GIVEN DATA: Begin
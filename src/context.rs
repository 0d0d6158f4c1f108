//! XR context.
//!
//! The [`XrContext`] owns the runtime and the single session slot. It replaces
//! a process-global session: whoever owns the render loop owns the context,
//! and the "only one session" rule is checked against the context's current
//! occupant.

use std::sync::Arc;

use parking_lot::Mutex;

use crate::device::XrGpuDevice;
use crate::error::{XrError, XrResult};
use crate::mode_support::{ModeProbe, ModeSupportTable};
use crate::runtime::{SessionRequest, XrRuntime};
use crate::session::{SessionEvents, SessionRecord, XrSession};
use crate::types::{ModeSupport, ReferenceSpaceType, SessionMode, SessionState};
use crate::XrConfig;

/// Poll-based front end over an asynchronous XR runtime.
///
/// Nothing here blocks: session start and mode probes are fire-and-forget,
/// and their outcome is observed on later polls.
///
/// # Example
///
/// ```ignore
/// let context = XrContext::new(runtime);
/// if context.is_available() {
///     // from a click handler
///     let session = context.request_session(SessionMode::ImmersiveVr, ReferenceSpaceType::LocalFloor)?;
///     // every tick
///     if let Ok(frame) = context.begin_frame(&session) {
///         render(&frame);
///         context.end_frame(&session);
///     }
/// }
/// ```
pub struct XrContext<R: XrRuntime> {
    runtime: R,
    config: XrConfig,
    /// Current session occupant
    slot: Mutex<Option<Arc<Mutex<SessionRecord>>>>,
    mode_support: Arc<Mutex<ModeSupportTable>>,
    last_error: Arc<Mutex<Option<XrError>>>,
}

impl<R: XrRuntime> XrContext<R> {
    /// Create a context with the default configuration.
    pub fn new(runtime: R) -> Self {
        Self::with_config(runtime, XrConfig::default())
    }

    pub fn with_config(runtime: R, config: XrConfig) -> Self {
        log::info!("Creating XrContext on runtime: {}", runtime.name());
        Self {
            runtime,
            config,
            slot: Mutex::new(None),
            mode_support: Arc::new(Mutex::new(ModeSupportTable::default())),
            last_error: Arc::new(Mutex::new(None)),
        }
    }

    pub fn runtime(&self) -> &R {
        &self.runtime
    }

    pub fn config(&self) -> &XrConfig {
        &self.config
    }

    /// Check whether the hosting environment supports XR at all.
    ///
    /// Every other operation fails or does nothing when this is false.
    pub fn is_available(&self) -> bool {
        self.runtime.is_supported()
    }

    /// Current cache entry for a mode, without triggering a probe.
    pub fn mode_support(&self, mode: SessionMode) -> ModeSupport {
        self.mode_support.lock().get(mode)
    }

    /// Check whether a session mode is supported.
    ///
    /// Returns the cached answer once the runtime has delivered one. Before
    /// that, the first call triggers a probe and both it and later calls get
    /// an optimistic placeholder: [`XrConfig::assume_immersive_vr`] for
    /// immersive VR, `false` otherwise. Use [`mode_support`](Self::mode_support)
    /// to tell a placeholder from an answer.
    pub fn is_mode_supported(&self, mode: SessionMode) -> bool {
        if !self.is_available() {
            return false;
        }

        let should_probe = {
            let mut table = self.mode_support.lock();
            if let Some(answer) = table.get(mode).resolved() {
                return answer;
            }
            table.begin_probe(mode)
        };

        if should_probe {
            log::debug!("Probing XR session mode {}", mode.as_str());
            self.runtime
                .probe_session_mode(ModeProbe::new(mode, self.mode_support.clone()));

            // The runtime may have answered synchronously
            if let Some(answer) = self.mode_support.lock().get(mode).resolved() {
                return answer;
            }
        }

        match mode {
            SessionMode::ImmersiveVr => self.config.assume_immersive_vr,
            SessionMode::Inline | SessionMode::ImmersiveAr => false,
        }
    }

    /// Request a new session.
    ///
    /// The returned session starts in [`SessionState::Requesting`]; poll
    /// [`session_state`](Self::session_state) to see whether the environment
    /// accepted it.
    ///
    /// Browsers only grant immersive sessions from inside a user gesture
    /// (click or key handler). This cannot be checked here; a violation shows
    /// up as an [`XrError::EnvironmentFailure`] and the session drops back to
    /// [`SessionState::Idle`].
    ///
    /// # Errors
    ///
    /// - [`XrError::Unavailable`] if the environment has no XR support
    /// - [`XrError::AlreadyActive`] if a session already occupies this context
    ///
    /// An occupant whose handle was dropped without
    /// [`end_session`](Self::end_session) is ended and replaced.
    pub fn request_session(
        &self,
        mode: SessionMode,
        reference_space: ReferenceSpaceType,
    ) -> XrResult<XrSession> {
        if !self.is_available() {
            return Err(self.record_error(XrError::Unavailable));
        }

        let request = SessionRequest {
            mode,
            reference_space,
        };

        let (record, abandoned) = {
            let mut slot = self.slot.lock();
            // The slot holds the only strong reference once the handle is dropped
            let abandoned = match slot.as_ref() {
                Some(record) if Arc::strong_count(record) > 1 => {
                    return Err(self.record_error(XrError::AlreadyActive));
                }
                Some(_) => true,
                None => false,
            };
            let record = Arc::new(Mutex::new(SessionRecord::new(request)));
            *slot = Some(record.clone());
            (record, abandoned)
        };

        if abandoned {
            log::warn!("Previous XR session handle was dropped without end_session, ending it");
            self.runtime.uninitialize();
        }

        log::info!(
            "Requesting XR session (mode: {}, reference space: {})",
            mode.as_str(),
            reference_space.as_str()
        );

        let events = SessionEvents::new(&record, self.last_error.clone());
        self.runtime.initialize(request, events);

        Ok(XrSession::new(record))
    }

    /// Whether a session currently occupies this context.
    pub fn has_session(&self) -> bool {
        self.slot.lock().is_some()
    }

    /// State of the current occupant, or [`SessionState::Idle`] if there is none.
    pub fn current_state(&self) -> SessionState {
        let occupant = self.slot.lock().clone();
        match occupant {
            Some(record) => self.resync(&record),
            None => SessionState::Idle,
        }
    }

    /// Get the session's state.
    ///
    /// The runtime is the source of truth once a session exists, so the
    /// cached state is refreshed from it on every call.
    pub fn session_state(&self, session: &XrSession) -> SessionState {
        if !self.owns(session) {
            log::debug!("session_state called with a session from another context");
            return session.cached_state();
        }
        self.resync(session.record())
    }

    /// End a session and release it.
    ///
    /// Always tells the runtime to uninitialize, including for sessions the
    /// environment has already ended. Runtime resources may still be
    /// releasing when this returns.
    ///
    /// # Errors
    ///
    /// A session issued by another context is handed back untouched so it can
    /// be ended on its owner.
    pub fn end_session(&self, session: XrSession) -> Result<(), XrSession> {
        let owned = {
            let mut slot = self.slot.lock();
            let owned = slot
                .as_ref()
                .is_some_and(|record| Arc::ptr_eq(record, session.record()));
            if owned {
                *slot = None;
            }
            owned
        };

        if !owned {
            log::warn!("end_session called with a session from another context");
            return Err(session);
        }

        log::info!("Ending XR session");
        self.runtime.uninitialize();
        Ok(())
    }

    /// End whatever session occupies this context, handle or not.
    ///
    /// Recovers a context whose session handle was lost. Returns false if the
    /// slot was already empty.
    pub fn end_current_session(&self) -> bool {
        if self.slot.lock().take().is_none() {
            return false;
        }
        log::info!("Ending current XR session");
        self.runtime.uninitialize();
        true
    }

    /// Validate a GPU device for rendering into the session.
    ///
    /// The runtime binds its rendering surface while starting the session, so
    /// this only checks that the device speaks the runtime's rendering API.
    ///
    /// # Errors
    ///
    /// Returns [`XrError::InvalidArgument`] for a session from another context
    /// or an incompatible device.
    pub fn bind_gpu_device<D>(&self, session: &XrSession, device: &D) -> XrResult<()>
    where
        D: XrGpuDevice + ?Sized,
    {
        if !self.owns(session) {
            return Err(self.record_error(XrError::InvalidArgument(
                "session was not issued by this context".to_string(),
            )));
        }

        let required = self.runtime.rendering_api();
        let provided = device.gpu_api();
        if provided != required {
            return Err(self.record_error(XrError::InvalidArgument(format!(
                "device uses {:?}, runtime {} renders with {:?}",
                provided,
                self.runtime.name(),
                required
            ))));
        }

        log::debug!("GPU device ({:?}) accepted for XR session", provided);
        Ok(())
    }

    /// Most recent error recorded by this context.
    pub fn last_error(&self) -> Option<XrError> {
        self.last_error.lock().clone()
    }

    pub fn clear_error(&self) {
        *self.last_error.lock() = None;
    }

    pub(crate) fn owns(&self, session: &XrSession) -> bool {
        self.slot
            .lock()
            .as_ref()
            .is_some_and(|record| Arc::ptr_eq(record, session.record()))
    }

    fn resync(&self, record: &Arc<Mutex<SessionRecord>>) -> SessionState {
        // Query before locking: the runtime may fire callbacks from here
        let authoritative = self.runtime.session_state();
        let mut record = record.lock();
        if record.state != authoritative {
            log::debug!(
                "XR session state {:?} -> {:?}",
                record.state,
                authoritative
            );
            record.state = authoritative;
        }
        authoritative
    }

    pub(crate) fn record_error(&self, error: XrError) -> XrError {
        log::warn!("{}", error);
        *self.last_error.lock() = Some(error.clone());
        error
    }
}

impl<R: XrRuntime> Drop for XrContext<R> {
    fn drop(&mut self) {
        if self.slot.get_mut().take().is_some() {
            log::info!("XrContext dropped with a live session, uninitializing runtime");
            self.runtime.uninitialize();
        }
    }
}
GIVEN DATA: End
EXERCISE DESCRIPTION: Using the listing above, gather each line that holds the string "XrSession" and copy it.

TASK RESPONSE:
use crate::session::{SessionEvents, SessionRecord, XrSession};
    ) -> XrResult<XrSession> {
        Ok(XrSession::new(record))
    pub fn session_state(&self, session: &XrSession) -> SessionState {
    pub fn end_session(&self, session: XrSession) -> Result<(), XrSession> {
    pub fn bind_gpu_device<D>(&self, session: &XrSession, device: &D) -> XrResult<()>
    pub(crate) fn owns(&self, session: &XrSession) -> bool {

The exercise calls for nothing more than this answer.